If you have an automobile that is reaching the age of five years of more you could be paying more for car insurance rates than you need too. If you consider dropping two optional and related types of coverage such as collision or comprehensive you could save a lot of money.
Bank Owned and Older Vehicles
Your insurance cost will go down drastically during the remaining years of your cars life. Assuming if you do not have a loan on the car you can drop both types of insurance otherwise the bank may require you to keep full coverage until the car loan is paid in full.
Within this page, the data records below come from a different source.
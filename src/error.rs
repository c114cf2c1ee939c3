use thiserror::Error;

pub type VisualizeResult<T> = Result<T, VisualizeError>;

/// Everything that can stop (or degrade) one visualization attempt
#[derive(Error, Debug, Clone, PartialEq)]
pub enum VisualizeError {
    #[error("Error: File not found - {file}")]
    FileMissing { file: String },

    #[error("Error: Invalid JSON data in {file}: {message}")]
    Parse { file: String, message: String },

    #[error("Error: Missing expected data - '{field}' in {file}")]
    MissingField { file: String, field: String },

    #[error("Unknown station '{code}' is not in the station registry")]
    UnknownStation { code: String },
}

impl VisualizeError {
    pub fn file_missing(file: impl Into<String>) -> Self {
        Self::FileMissing { file: file.into() }
    }

    pub fn parse(file: impl Into<String>, message: impl ToString) -> Self {
        Self::Parse {
            file: file.into(),
            message: message.to_string(),
        }
    }

    pub fn missing_field(file: impl Into<String>, field: impl Into<String>) -> Self {
        Self::MissingField {
            file: file.into(),
            field: field.into(),
        }
    }

    pub fn unknown_station(code: impl Into<String>) -> Self {
        Self::UnknownStation { code: code.into() }
    }
}
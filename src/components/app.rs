use leptos::{component, create_signal, store_value, view, IntoView, SignalGet, SignalSet};
use leptos_meta::{provide_meta_context, Title};
use crate::components::mode_prompt::ModePrompt;
use crate::components::network_view::NetworkView;
use crate::models::{StationRegistry, VisualizerSettings};
use crate::visualize::PreparedFigure;

#[component]
pub fn App() -> impl IntoView {
    provide_meta_context();

    let registry = store_value(StationRegistry::uttarakhand());
    let (figure, set_figure) = create_signal(None::<(PreparedFigure, VisualizerSettings)>);

    view! {
        <Title text="Uttarakhand Railway Map"/>

        <div class="app">
            <ModePrompt on_ready=move |ready| set_figure.set(Some(ready)) />
            {move || figure.get().map(|(prepared, settings)| view! {
                <NetworkView
                    prepared=prepared
                    settings=settings
                    registry=registry.get_value()
                    on_close=move || set_figure.set(None)
                />
            })}
        </div>
    }
}
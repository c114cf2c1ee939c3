use actix_files::Files;
use actix_web::{App, HttpServer, middleware};
use std::env;

#[actix_web::main]
async fn main() -> std::io::Result<()> {
    env_logger::init_from_env(env_logger::Env::default().default_filter_or("info"));

    // Get port from environment or default to 8080
    let port = env::var("PORT")
        .ok()
        .and_then(|p| p.parse::<u16>().ok())
        .unwrap_or(8080);

    // The pathfinding engine writes its JSON outputs here
    let data_dir = env::var("DATA_DIR").unwrap_or_else(|_| "./data".to_string());

    println!("Starting server on 0.0.0.0:{port}, serving data from {data_dir}");

    HttpServer::new(move || {
        App::new()
            .wrap(middleware::Compress::default())
            .wrap(middleware::Logger::default())
            .service(Files::new("/data", data_dir.clone()))
            .service(Files::new("/", "./dist").index_file("index.html"))
    })
    .bind(("0.0.0.0", port))?
    .run()
    .await
}
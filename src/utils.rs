/// Format a distance or cost the way the engine reports it.
///
/// Integral values print without a decimal point, anything else prints its
/// shortest decimal form.
#[must_use]
pub fn format_number(value: f64) -> String {
    if value.fract() == 0.0 && value.is_finite() {
        format!("{value:.0}")
    } else {
        format!("{value}")
    }
}

/// Edge label text, e.g. `"10 km"`
#[must_use]
pub fn distance_label(distance: f64) -> String {
    format!("{} km", format_number(distance))
}

#[cfg(test)]
mod tests {
    use super::*;

    #[test]
    fn test_integral_values_have_no_decimal_point() {
        assert_eq!(format_number(30.0), "30");
        assert_eq!(format_number(0.0), "0");
        assert_eq!(distance_label(10.0), "10 km");
    }

    #[test]
    fn test_fractional_values_keep_their_digits() {
        assert_eq!(format_number(12.5), "12.5");
        assert_eq!(distance_label(0.25), "0.25 km");
    }
}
Insurance costs can be reduced dramatically particularly for older cars where what you pay in premiums may not sum up to whatever you would probably collect if you file an insurance claim.
Collision and Comprehensive whats the difference?
Collision insurance covers most kinds of issues with your vehicle that are the results of crashing into something such as another car, the curb, a store, or maybe even a light post.
It generally carries a deductible of between $250 and $1,000. Comprehensive insurance typically covers every other damages to your vehicle that doesn’t fall under collision insurance. For that reason comprehensive is frequently called other than collision. A good way to think of the difference is collision is something you damaged and comprehensive is damage from others. For example, damage from wind, hail, fire and people all falls into the comprehensive umbrella.
Both together, collision and comprehensive, along with liability is typically called full coverage.
Comprehensive coverage protects you from misfortunes starting from a damaged window to people “keying” your vehicle, or small scratches caused by a key. Comprehensive generally have a deductible between $100 and $300.
Considering your option to drop insurance
If you have a car you may ask yourself if you should drop comprehensive or collision or both? Before dropping collision and comprehensive, give the choice some careful thought claims. Dropping collision and comprehensive is an error unless you are comfortable soaking up the fiscal impact of replacing the vehicle if it is stolen or damaged. Ask yourself, “could you replace the vehicle if it is non-operational after an accident today?”
Whether or not you decide that it is sensible to drop collision and comprehensive you can struggle to do so if you happen to have a vehicle loan. Most lease firms and lien holders will need these coverages.
On the other hand, if your car is paid off and is so old the price has hit an all-time low you might find that annual premiums to carry collision and comprehensive are too high. The cost would not match against the possible benefits of having a claim covered.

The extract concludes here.